//! Dispatcher Settings
//!
//! Defines the JSON settings schema: where each vendor lives, which model to
//! ask, request limits, and how credentials are named in the environment.

use crate::error::{DispatchError, Result};
use crate::router::ProviderId;
use serde::{Deserialize, Serialize};
use std::collections::HashMap;
use std::time::Duration;

/// Numbered keys read per provider (`..._API_KEY_1` through `..._API_KEY_10`)
pub const DEFAULT_MAX_KEYS: usize = 10;

/// Upper bound on `max_keys_per_provider`; each slot is one env lookup per provider
pub const MAX_KEYS_LIMIT: usize = 100;

/// Root settings structure
#[derive(Debug, Clone, PartialEq, Serialize, Deserialize)]
#[serde(default, deny_unknown_fields)]
pub struct DispatcherSettings {
    /// Prefix prepended to every credential name (e.g. "VITE_")
    pub env_prefix: String,

    /// Highest numeric suffix read for each provider
    pub max_keys_per_provider: usize,

    /// Provider order used when a caller does not supply one
    pub default_order: Vec<ProviderId>,

    /// Whole-request timeout for one provider attempt
    pub request_timeout_secs: u64,

    /// TCP/TLS connect timeout
    pub connect_timeout_secs: u64,

    /// Completion length limit sent to vendors that accept one
    pub max_tokens: u32,

    /// Sampling temperature sent to every vendor
    pub temperature: f32,

    /// Per-provider endpoint and model overrides
    #[serde(skip_serializing_if = "HashMap::is_empty")]
    pub providers: HashMap<ProviderId, ProviderSettings>,
}

/// Overrides for a single provider
#[derive(Debug, Clone, Default, PartialEq, Eq, Serialize, Deserialize)]
#[serde(deny_unknown_fields)]
pub struct ProviderSettings {
    /// Base URL replacing the vendor default
    #[serde(default, skip_serializing_if = "Option::is_none")]
    pub base_url: Option<String>,

    /// Model replacing the vendor default
    #[serde(default, skip_serializing_if = "Option::is_none")]
    pub model: Option<String>,
}

/// Fully resolved endpoint for one provider
#[derive(Debug, Clone, PartialEq, Eq)]
pub struct ProviderEndpoint {
    pub base_url: String,
    pub model: String,
}

impl Default for DispatcherSettings {
    fn default() -> Self {
        Self {
            env_prefix: String::new(),
            max_keys_per_provider: DEFAULT_MAX_KEYS,
            default_order: ProviderId::ALL.to_vec(),
            request_timeout_secs: 60,
            connect_timeout_secs: 10,
            max_tokens: 1024,
            temperature: 0.7,
            providers: HashMap::new(),
        }
    }
}

impl DispatcherSettings {
    /// Check value ranges and normalize the default order
    pub fn validate(mut self) -> Result<Self> {
        if self.max_keys_per_provider == 0 {
            return Err(DispatchError::Config(
                "max_keys_per_provider must be at least 1".to_string(),
            ));
        }
        if self.max_keys_per_provider > MAX_KEYS_LIMIT {
            return Err(DispatchError::Config(format!(
                "max_keys_per_provider {} exceeds the limit of {}",
                self.max_keys_per_provider, MAX_KEYS_LIMIT
            )));
        }
        if self.request_timeout_secs == 0 || self.connect_timeout_secs == 0 {
            return Err(DispatchError::Config(
                "timeouts must be greater than zero".to_string(),
            ));
        }
        if !(0.0..=2.0).contains(&self.temperature) {
            return Err(DispatchError::Config(format!(
                "temperature {} is outside 0.0..=2.0",
                self.temperature
            )));
        }
        if self.max_tokens == 0 {
            return Err(DispatchError::Config(
                "max_tokens must be at least 1".to_string(),
            ));
        }

        let mut seen = Vec::with_capacity(self.default_order.len());
        for p in self.default_order.drain(..) {
            if !seen.contains(&p) {
                seen.push(p);
            }
        }
        if seen.is_empty() {
            seen = ProviderId::ALL.to_vec();
        }
        self.default_order = seen;

        Ok(self)
    }

    /// Resolve the base URL and model for a provider
    pub fn endpoint(&self, provider: ProviderId) -> ProviderEndpoint {
        let overrides = self.providers.get(&provider);
        ProviderEndpoint {
            base_url: overrides
                .and_then(|o| o.base_url.clone())
                .unwrap_or_else(|| default_base_url(provider).to_string())
                .trim_end_matches('/')
                .to_string(),
            model: overrides
                .and_then(|o| o.model.clone())
                .unwrap_or_else(|| default_model(provider).to_string()),
        }
    }

    pub fn request_timeout(&self) -> Duration {
        Duration::from_secs(self.request_timeout_secs)
    }

    pub fn connect_timeout(&self) -> Duration {
        Duration::from_secs(self.connect_timeout_secs)
    }
}

/// Public API host for each vendor
pub fn default_base_url(provider: ProviderId) -> &'static str {
    match provider {
        ProviderId::Gemini => "https://generativelanguage.googleapis.com",
        ProviderId::OpenAi => "https://api.openai.com",
        ProviderId::Anthropic => "https://api.anthropic.com",
        ProviderId::Perplexity => "https://api.perplexity.ai",
    }
}

/// Model requested from each vendor unless overridden
pub fn default_model(provider: ProviderId) -> &'static str {
    match provider {
        ProviderId::Gemini => "gemini-1.5-flash",
        ProviderId::OpenAi => "gpt-4o-mini",
        ProviderId::Anthropic => "claude-3-haiku-20240307",
        ProviderId::Perplexity => "llama-3.1-sonar-small-128k-online",
    }
}
//! Perplexity speaks the chat completions format at `/chat/completions`
//! (no `/v1` segment).

use crate::adapters::{ChatCompletionsAdapter, GenerationParams};
use crate::client::HttpClient;
use crate::router::ProviderId;

pub const PATH: &str = "/chat/completions";

pub fn adapter(http: HttpClient, params: GenerationParams) -> ChatCompletionsAdapter {
    ChatCompletionsAdapter::new(ProviderId::Perplexity, http, params, PATH)
}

▬▬▬

__WHAT YOU HAVE TO DO__: Determine how many lines in the data above contain the string "Debug". Give nothing except the number.

__YOUR SOLUTION__: 3